Collected data
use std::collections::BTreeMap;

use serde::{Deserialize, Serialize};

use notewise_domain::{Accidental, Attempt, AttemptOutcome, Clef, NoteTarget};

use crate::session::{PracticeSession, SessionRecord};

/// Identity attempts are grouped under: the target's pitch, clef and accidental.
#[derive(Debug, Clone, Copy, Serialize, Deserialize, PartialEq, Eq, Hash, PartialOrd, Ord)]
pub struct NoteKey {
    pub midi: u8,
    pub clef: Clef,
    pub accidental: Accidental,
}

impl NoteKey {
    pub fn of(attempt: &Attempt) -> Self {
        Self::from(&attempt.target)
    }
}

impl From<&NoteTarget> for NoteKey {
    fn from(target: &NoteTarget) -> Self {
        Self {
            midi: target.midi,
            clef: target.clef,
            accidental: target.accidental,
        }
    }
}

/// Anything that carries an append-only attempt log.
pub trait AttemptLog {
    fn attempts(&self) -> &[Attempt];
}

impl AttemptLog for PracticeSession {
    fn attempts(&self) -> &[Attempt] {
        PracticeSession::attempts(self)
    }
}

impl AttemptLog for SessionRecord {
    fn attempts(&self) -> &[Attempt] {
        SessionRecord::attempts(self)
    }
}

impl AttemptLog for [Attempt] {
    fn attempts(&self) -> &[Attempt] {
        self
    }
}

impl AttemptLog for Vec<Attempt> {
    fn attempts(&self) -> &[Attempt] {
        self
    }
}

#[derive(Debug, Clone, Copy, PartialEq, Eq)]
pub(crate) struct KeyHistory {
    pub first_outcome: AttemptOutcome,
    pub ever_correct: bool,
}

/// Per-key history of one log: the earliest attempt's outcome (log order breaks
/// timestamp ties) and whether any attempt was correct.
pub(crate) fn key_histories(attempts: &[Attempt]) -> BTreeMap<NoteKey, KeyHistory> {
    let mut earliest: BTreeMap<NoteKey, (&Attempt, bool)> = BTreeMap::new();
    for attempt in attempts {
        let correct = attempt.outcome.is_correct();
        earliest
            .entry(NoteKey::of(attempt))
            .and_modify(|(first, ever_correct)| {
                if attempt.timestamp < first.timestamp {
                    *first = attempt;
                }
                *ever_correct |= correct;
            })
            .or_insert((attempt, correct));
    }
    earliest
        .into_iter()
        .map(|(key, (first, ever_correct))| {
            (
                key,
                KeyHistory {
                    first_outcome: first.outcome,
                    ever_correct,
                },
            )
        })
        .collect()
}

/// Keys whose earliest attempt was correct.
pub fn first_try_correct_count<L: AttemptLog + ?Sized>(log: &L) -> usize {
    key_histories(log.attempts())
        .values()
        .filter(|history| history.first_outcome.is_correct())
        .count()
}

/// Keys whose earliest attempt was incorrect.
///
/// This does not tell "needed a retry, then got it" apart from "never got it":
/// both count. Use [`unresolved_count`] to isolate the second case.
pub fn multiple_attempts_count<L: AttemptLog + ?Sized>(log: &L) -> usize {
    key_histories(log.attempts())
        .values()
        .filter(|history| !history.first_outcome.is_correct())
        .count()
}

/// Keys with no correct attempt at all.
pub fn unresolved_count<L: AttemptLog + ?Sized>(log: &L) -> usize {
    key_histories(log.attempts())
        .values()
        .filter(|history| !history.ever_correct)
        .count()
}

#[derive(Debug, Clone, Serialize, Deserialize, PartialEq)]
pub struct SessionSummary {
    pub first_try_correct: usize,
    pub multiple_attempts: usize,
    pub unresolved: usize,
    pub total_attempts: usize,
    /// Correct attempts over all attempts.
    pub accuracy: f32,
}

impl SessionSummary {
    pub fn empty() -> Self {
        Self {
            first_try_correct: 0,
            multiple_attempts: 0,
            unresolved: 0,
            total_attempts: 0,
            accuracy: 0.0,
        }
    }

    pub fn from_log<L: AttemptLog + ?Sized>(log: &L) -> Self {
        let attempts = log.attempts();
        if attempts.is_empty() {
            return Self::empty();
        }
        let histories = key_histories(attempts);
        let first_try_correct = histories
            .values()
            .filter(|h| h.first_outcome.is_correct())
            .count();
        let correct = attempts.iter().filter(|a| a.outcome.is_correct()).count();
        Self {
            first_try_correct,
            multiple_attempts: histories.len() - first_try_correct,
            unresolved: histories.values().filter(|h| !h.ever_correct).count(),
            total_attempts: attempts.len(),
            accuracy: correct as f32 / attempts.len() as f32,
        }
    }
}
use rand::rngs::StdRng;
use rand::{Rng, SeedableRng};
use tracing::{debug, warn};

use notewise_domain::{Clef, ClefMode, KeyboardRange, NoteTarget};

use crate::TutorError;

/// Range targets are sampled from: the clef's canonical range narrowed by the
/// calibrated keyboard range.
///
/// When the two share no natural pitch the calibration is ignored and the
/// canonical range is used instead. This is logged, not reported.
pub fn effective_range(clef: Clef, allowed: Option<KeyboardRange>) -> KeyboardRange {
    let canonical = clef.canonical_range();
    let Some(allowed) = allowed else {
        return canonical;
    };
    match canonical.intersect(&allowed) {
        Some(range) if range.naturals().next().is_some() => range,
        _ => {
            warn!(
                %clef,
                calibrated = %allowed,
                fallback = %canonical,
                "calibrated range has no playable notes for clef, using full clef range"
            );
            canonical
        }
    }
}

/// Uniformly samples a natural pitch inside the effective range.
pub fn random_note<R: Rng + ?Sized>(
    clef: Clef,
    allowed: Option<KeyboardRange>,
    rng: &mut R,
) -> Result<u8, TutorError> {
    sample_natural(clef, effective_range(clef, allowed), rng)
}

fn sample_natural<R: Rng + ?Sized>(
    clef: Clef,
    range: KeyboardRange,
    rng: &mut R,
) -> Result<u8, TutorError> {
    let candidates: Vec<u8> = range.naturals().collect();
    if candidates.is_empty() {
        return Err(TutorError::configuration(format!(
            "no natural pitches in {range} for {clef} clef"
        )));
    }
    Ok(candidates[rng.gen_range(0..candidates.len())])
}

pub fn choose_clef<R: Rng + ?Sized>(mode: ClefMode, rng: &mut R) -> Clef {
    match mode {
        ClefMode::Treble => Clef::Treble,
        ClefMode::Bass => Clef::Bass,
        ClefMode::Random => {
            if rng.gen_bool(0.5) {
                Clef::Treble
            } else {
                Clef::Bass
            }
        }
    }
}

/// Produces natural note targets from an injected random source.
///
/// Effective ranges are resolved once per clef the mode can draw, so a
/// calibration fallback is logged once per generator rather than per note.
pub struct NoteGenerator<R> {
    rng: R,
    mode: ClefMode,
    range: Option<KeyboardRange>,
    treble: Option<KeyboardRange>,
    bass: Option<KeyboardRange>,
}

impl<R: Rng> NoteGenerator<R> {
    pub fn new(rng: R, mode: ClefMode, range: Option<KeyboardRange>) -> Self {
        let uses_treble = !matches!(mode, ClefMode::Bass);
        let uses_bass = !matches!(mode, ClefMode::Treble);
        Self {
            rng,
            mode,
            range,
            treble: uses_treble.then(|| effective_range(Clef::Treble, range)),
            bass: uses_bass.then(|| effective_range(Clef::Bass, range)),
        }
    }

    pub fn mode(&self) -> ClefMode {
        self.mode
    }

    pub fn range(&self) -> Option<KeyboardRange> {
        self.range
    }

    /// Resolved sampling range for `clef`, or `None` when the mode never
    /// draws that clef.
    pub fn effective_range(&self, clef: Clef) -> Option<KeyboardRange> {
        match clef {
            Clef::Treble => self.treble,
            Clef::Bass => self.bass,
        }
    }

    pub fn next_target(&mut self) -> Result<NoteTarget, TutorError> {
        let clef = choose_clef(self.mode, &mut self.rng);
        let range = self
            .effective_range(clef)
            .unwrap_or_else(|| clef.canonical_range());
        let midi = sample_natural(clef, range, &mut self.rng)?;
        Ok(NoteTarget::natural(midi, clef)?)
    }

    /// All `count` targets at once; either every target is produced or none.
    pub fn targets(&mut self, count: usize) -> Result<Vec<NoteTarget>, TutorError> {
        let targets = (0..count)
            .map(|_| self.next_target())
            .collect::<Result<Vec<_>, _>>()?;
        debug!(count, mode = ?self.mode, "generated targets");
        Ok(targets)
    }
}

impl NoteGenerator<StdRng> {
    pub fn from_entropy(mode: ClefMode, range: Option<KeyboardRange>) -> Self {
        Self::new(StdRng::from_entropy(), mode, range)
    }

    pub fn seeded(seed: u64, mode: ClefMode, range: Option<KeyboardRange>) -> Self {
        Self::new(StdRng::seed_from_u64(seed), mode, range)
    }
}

> [Exercise directions] Go through the entries above, and wherever a line holds the word "AttemptOutcome", copy that line.

> [Result]
use notewise_domain::{Accidental, Attempt, AttemptOutcome, Clef, NoteTarget};
    pub first_outcome: AttemptOutcome,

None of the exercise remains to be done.